**WHAT YOU SHOULD DO**
Print out the data below in full, exactly as written.
-- EXERCISE DATA follows --
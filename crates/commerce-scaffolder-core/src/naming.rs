//! Unique runtime action name allocation
//!
//! Action names are derived from the selected events and must stay unique
//! within the manifest. Allocation is deterministic: given the same existing
//! names and the same sequence of base names, the same indexed names come
//! out (`order-created`, then `order-created-1`, `order-created-2`, ...).
//!
//! Allocation is two-phase. [`NamingState::propose`] computes the default
//! name and a staged copy of the state without touching the live state.
//! [`NamingState::commit`] applies it once the user has confirmed a name, so
//! an aborted prompt leaves the state unchanged.

use crate::events::EventMetadata;
use regex::Regex;
use std::collections::{BTreeMap, BTreeSet};
use std::sync::OnceLock;

/// Base name used when a listener covers more than one event
pub const GENERIC_ACTION_NAME: &str = "generic";

/// Run-scoped bookkeeping for name allocation. Never persisted.
#[derive(Debug, Clone, Default, PartialEq, Eq)]
pub struct NamingState {
    seen_names: BTreeSet<String>,
    last_index_by_base_name: BTreeMap<String, u32>,
}

/// A default name computed for a base name, with the state it would commit
#[derive(Debug, Clone, PartialEq, Eq)]
pub struct Proposal {
    pub name: String,
    staged: NamingState,
}

impl NamingState {
    pub fn new() -> Self {
        Self::default()
    }

    /// Start a session from the action names already present in the manifest
    pub fn seeded<I, S>(existing: I) -> Self
    where
        I: IntoIterator<Item = S>,
        S: Into<String>,
    {
        Self {
            seen_names: existing.into_iter().map(Into::into).collect(),
            last_index_by_base_name: BTreeMap::new(),
        }
    }

    pub fn is_seen(&self, name: &str) -> bool {
        self.seen_names.contains(name)
    }

    pub fn last_index(&self, base_name: &str) -> Option<u32> {
        self.last_index_by_base_name.get(base_name).copied()
    }

    /// Compute the default name for `base_name` without mutating the state.
    ///
    /// `existing` holds the manifest's current action names; they are treated
    /// as taken even when they never went through this state.
    pub fn propose(&self, base_name: &str, existing: &[String]) -> Proposal {
        let taken = |staged: &NamingState, name: &str| {
            staged.seen_names.contains(name) || existing.iter().any(|e| e == name)
        };

        let mut staged = self.clone();

        if !taken(&staged, base_name) {
            staged.seen_names.insert(base_name.to_string());
            return Proposal {
                name: base_name.to_string(),
                staged,
            };
        }

        let mut k = staged.last_index(base_name).unwrap_or(0);
        let indexed = loop {
            k += 1;
            let candidate = format!("{}-{}", base_name, k);
            if !taken(&staged, &candidate) {
                break candidate;
            }
        };

        staged
            .last_index_by_base_name
            .insert(base_name.to_string(), k);
        staged.seen_names.insert(base_name.to_string());
        staged.seen_names.insert(indexed.clone());

        Proposal {
            name: indexed,
            staged,
        }
    }

    /// Commit a confirmed name.
    ///
    /// Accepting the proposed default applies the staged state. An override
    /// only records the chosen name as seen; index counters stay untouched.
    pub fn commit(&mut self, proposal: Proposal, confirmed: &str) {
        if proposal.name == confirmed {
            *self = proposal.staged;
        } else {
            self.seen_names.insert(confirmed.to_string());
        }
    }
}

/// Base name for a selection: the event slug for a single event, `generic`
/// for several. `None` when nothing was selected.
pub fn candidate_base_name(selection: &[EventMetadata]) -> Option<String> {
    match selection {
        [] => None,
        [single] => Some(single.derived_slug.clone()),
        _ => Some(GENERIC_ACTION_NAME.to_string()),
    }
}

fn action_name_pattern() -> Option<&'static Regex> {
    static PATTERN: OnceLock<Option<Regex>> = OnceLock::new();
    PATTERN
        .get_or_init(|| Regex::new(r"^[a-zA-Z0-9][a-zA-Z0-9-]{2,31}$").ok())
        .as_ref()
}

/// Check a name against the runtime entity name rules (simplified subset)
pub fn validate_action_name(name: &str) -> Result<(), String> {
    if action_name_pattern().is_some_and(|re| re.is_match(name)) {
        return Ok(());
    }
    Err(format!(
        "'{}' is not a valid action name, please make sure that:\n\
         The name has at least 3 characters or less than 33 characters.\n\
         The first character is an alphanumeric character.\n\
         The subsequent characters are alphanumeric.\n\
         The last character isn't a space.\n\
         Note: characters can only be split by '-'.",
        name
    ))
}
-- EXERCISE DATA concluded --
**PROBLEM SOLUTION**
filename crates/commerce-scaffolder-core/src/naming.rs
//! Unique runtime action name allocation
//!
//! Action names are derived from the selected events and must stay unique
//! within the manifest. Allocation is deterministic: given the same existing
//! names and the same sequence of base names, the same indexed names come
//! out (`order-created`, then `order-created-1`, `order-created-2`, ...).
//!
//! Allocation is two-phase. [`NamingState::propose`] computes the default
//! name and a staged copy of the state without touching the live state.
//! [`NamingState::commit`] applies it once the user has confirmed a name, so
//! an aborted prompt leaves the state unchanged.

use crate::events::EventMetadata;
use regex::Regex;
use std::collections::{BTreeMap, BTreeSet};
use std::sync::OnceLock;

/// Base name used when a listener covers more than one event
pub const GENERIC_ACTION_NAME: &str = "generic";

/// Run-scoped bookkeeping for name allocation. Never persisted.
#[derive(Debug, Clone, Default, PartialEq, Eq)]
pub struct NamingState {
    seen_names: BTreeSet<String>,
    last_index_by_base_name: BTreeMap<String, u32>,
}

/// A default name computed for a base name, with the state it would commit
#[derive(Debug, Clone, PartialEq, Eq)]
pub struct Proposal {
    pub name: String,
    staged: NamingState,
}

impl NamingState {
    pub fn new() -> Self {
        Self::default()
    }

    /// Start a session from the action names already present in the manifest
    pub fn seeded<I, S>(existing: I) -> Self
    where
        I: IntoIterator<Item = S>,
        S: Into<String>,
    {
        Self {
            seen_names: existing.into_iter().map(Into::into).collect(),
            last_index_by_base_name: BTreeMap::new(),
        }
    }

    pub fn is_seen(&self, name: &str) -> bool {
        self.seen_names.contains(name)
    }

    pub fn last_index(&self, base_name: &str) -> Option<u32> {
        self.last_index_by_base_name.get(base_name).copied()
    }

    /// Compute the default name for `base_name` without mutating the state.
    ///
    /// `existing` holds the manifest's current action names; they are treated
    /// as taken even when they never went through this state.
    pub fn propose(&self, base_name: &str, existing: &[String]) -> Proposal {
        let taken = |staged: &NamingState, name: &str| {
            staged.seen_names.contains(name) || existing.iter().any(|e| e == name)
        };

        let mut staged = self.clone();

        if !taken(&staged, base_name) {
            staged.seen_names.insert(base_name.to_string());
            return Proposal {
                name: base_name.to_string(),
                staged,
            };
        }

        let mut k = staged.last_index(base_name).unwrap_or(0);
        let indexed = loop {
            k += 1;
            let candidate = format!("{}-{}", base_name, k);
            if !taken(&staged, &candidate) {
                break candidate;
            }
        };

        staged
            .last_index_by_base_name
            .insert(base_name.to_string(), k);
        staged.seen_names.insert(base_name.to_string());
        staged.seen_names.insert(indexed.clone());

        Proposal {
            name: indexed,
            staged,
        }
    }

    /// Commit a confirmed name.
    ///
    /// Accepting the proposed default applies the staged state. An override
    /// only records the chosen name as seen; index counters stay untouched.
    pub fn commit(&mut self, proposal: Proposal, confirmed: &str) {
        if proposal.name == confirmed {
            *self = proposal.staged;
        } else {
            self.seen_names.insert(confirmed.to_string());
        }
    }
}

/// Base name for a selection: the event slug for a single event, `generic`
/// for several. `None` when nothing was selected.
pub fn candidate_base_name(selection: &[EventMetadata]) -> Option<String> {
    match selection {
        [] => None,
        [single] => Some(single.derived_slug.clone()),
        _ => Some(GENERIC_ACTION_NAME.to_string()),
    }
}

fn action_name_pattern() -> Option<&'static Regex> {
    static PATTERN: OnceLock<Option<Regex>> = OnceLock::new();
    PATTERN
        .get_or_init(|| Regex::new(r"^[a-zA-Z0-9][a-zA-Z0-9-]{2,31}$").ok())
        .as_ref()
}

/// Check a name against the runtime entity name rules (simplified subset)
pub fn validate_action_name(name: &str) -> Result<(), String> {
    if action_name_pattern().is_some_and(|re| re.is_match(name)) {
        return Ok(());
    }
    Err(format!(
        "'{}' is not a valid action name, please make sure that:\n\
         The name has at least 3 characters or less than 33 characters.\n\
         The first character is an alphanumeric character.\n\
         The subsequent characters are alphanumeric.\n\
         The last character isn't a space.\n\
         Note: characters can only be split by '-'.",
        name
    ))
}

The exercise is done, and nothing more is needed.